INPUT MATERIAL.
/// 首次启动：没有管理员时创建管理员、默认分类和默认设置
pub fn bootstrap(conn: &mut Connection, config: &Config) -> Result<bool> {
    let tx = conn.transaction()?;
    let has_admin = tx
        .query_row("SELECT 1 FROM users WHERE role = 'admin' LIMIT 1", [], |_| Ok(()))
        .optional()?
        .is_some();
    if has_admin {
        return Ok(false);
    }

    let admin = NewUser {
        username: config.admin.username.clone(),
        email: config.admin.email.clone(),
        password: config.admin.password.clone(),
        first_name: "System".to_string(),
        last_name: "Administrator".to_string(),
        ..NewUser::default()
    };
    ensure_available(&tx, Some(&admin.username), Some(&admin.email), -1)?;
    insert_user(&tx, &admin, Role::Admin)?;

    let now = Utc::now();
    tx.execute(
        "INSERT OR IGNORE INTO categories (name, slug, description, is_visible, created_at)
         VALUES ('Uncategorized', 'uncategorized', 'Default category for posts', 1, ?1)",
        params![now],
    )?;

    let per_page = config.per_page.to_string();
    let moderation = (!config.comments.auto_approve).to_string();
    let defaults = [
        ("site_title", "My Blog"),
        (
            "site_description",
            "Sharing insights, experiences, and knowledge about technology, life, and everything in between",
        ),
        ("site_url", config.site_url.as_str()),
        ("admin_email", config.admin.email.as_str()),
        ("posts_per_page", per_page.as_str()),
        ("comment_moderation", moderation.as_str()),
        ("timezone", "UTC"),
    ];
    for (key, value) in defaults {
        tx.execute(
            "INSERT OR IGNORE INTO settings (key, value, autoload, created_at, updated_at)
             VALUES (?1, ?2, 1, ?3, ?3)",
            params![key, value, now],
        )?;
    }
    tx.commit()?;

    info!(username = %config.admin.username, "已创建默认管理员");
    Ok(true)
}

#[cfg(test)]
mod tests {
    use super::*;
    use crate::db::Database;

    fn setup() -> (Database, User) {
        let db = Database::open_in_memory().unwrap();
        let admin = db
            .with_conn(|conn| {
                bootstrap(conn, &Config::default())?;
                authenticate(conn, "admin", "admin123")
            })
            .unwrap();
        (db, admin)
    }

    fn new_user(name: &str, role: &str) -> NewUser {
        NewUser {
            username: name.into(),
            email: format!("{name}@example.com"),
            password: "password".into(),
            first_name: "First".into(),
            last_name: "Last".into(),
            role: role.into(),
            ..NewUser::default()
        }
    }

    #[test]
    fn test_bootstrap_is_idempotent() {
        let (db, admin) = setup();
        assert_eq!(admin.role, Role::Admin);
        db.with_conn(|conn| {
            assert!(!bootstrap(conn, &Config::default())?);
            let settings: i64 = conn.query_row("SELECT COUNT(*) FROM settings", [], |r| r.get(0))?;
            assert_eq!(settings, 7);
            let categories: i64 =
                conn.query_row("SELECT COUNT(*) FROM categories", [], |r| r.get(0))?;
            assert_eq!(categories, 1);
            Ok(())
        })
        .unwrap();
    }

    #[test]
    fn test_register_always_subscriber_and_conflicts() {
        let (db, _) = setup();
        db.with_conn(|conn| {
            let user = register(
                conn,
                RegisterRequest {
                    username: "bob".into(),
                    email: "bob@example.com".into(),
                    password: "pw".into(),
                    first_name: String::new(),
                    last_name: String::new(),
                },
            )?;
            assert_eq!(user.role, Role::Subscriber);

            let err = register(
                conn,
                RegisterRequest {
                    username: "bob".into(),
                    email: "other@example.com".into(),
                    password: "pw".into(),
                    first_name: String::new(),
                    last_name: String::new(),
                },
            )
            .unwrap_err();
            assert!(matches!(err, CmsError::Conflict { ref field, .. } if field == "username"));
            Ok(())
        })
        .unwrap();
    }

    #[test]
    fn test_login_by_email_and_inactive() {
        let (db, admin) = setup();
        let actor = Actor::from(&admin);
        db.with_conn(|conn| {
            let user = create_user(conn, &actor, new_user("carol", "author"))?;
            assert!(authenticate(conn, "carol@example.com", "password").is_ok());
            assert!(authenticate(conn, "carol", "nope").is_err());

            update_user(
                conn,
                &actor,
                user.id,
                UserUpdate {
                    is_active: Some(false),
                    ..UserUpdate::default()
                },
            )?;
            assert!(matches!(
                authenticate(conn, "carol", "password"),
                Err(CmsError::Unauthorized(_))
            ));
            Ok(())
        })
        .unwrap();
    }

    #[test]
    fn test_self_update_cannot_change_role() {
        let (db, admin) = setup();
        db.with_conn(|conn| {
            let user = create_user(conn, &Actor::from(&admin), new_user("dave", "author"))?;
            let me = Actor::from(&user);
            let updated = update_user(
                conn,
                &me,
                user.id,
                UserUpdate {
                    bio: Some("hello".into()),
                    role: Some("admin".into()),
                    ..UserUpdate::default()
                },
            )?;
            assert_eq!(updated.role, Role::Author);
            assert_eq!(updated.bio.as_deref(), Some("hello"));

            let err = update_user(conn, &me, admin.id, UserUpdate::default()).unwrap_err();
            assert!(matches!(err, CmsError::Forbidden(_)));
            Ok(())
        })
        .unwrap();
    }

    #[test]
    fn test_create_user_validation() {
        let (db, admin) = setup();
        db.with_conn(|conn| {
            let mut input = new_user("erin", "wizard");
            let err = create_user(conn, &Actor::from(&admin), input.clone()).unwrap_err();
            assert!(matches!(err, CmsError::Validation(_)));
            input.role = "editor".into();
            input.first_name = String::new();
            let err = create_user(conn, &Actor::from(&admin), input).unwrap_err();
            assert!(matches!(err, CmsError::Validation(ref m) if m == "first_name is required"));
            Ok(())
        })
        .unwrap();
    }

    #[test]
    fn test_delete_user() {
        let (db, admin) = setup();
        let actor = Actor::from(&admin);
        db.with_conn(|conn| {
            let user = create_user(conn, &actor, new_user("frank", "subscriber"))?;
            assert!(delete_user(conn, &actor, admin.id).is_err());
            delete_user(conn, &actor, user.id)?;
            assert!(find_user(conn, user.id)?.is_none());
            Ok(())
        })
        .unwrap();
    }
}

INSTRUCTIONS FOR THE TASK.
Exactly as given, repeat every record above.

RESPONSE TO THE EXERCISE.
/// 首次启动：没有管理员时创建管理员、默认分类和默认设置
pub fn bootstrap(conn: &mut Connection, config: &Config) -> Result<bool> {
    let tx = conn.transaction()?;
    let has_admin = tx
        .query_row("SELECT 1 FROM users WHERE role = 'admin' LIMIT 1", [], |_| Ok(()))
        .optional()?
        .is_some();
    if has_admin {
        return Ok(false);
    }

    let admin = NewUser {
        username: config.admin.username.clone(),
        email: config.admin.email.clone(),
        password: config.admin.password.clone(),
        first_name: "System".to_string(),
        last_name: "Administrator".to_string(),
        ..NewUser::default()
    };
    ensure_available(&tx, Some(&admin.username), Some(&admin.email), -1)?;
    insert_user(&tx, &admin, Role::Admin)?;

    let now = Utc::now();
    tx.execute(
        "INSERT OR IGNORE INTO categories (name, slug, description, is_visible, created_at)
         VALUES ('Uncategorized', 'uncategorized', 'Default category for posts', 1, ?1)",
        params![now],
    )?;

    let per_page = config.per_page.to_string();
    let moderation = (!config.comments.auto_approve).to_string();
    let defaults = [
        ("site_title", "My Blog"),
        (
            "site_description",
            "Sharing insights, experiences, and knowledge about technology, life, and everything in between",
        ),
        ("site_url", config.site_url.as_str()),
        ("admin_email", config.admin.email.as_str()),
        ("posts_per_page", per_page.as_str()),
        ("comment_moderation", moderation.as_str()),
        ("timezone", "UTC"),
    ];
    for (key, value) in defaults {
        tx.execute(
            "INSERT OR IGNORE INTO settings (key, value, autoload, created_at, updated_at)
             VALUES (?1, ?2, 1, ?3, ?3)",
            params![key, value, now],
        )?;
    }
    tx.commit()?;

    info!(username = %config.admin.username, "已创建默认管理员");
    Ok(true)
}

#[cfg(test)]
mod tests {
    use super::*;
    use crate::db::Database;

    fn setup() -> (Database, User) {
        let db = Database::open_in_memory().unwrap();
        let admin = db
            .with_conn(|conn| {
                bootstrap(conn, &Config::default())?;
                authenticate(conn, "admin", "admin123")
            })
            .unwrap();
        (db, admin)
    }

    fn new_user(name: &str, role: &str) -> NewUser {
        NewUser {
            username: name.into(),
            email: format!("{name}@example.com"),
            password: "password".into(),
            first_name: "First".into(),
            last_name: "Last".into(),
            role: role.into(),
            ..NewUser::default()
        }
    }

    #[test]
    fn test_bootstrap_is_idempotent() {
        let (db, admin) = setup();
        assert_eq!(admin.role, Role::Admin);
        db.with_conn(|conn| {
            assert!(!bootstrap(conn, &Config::default())?);
            let settings: i64 = conn.query_row("SELECT COUNT(*) FROM settings", [], |r| r.get(0))?;
            assert_eq!(settings, 7);
            let categories: i64 =
                conn.query_row("SELECT COUNT(*) FROM categories", [], |r| r.get(0))?;
            assert_eq!(categories, 1);
            Ok(())
        })
        .unwrap();
    }

    #[test]
    fn test_register_always_subscriber_and_conflicts() {
        let (db, _) = setup();
        db.with_conn(|conn| {
            let user = register(
                conn,
                RegisterRequest {
                    username: "bob".into(),
                    email: "bob@example.com".into(),
                    password: "pw".into(),
                    first_name: String::new(),
                    last_name: String::new(),
                },
            )?;
            assert_eq!(user.role, Role::Subscriber);

            let err = register(
                conn,
                RegisterRequest {
                    username: "bob".into(),
                    email: "other@example.com".into(),
                    password: "pw".into(),
                    first_name: String::new(),
                    last_name: String::new(),
                },
            )
            .unwrap_err();
            assert!(matches!(err, CmsError::Conflict { ref field, .. } if field == "username"));
            Ok(())
        })
        .unwrap();
    }

    #[test]
    fn test_login_by_email_and_inactive() {
        let (db, admin) = setup();
        let actor = Actor::from(&admin);
        db.with_conn(|conn| {
            let user = create_user(conn, &actor, new_user("carol", "author"))?;
            assert!(authenticate(conn, "carol@example.com", "password").is_ok());
            assert!(authenticate(conn, "carol", "nope").is_err());

            update_user(
                conn,
                &actor,
                user.id,
                UserUpdate {
                    is_active: Some(false),
                    ..UserUpdate::default()
                },
            )?;
            assert!(matches!(
                authenticate(conn, "carol", "password"),
                Err(CmsError::Unauthorized(_))
            ));
            Ok(())
        })
        .unwrap();
    }

    #[test]
    fn test_self_update_cannot_change_role() {
        let (db, admin) = setup();
        db.with_conn(|conn| {
            let user = create_user(conn, &Actor::from(&admin), new_user("dave", "author"))?;
            let me = Actor::from(&user);
            let updated = update_user(
                conn,
                &me,
                user.id,
                UserUpdate {
                    bio: Some("hello".into()),
                    role: Some("admin".into()),
                    ..UserUpdate::default()
                },
            )?;
            assert_eq!(updated.role, Role::Author);
            assert_eq!(updated.bio.as_deref(), Some("hello"));

            let err = update_user(conn, &me, admin.id, UserUpdate::default()).unwrap_err();
            assert!(matches!(err, CmsError::Forbidden(_)));
            Ok(())
        })
        .unwrap();
    }

    #[test]
    fn test_create_user_validation() {
        let (db, admin) = setup();
        db.with_conn(|conn| {
            let mut input = new_user("erin", "wizard");
            let err = create_user(conn, &Actor::from(&admin), input.clone()).unwrap_err();
            assert!(matches!(err, CmsError::Validation(_)));
            input.role = "editor".into();
            input.first_name = String::new();
            let err = create_user(conn, &Actor::from(&admin), input).unwrap_err();
            assert!(matches!(err, CmsError::Validation(ref m) if m == "first_name is required"));
            Ok(())
        })
        .unwrap();
    }

    #[test]
    fn test_delete_user() {
        let (db, admin) = setup();
        let actor = Actor::from(&admin);
        db.with_conn(|conn| {
            let user = create_user(conn, &actor, new_user("frank", "subscriber"))?;
            assert!(delete_user(conn, &actor, admin.id).is_err());
            delete_user(conn, &actor, user.id)?;
            assert!(find_user(conn, user.id)?.is_none());
            Ok(())
        })
        .unwrap();
    }
}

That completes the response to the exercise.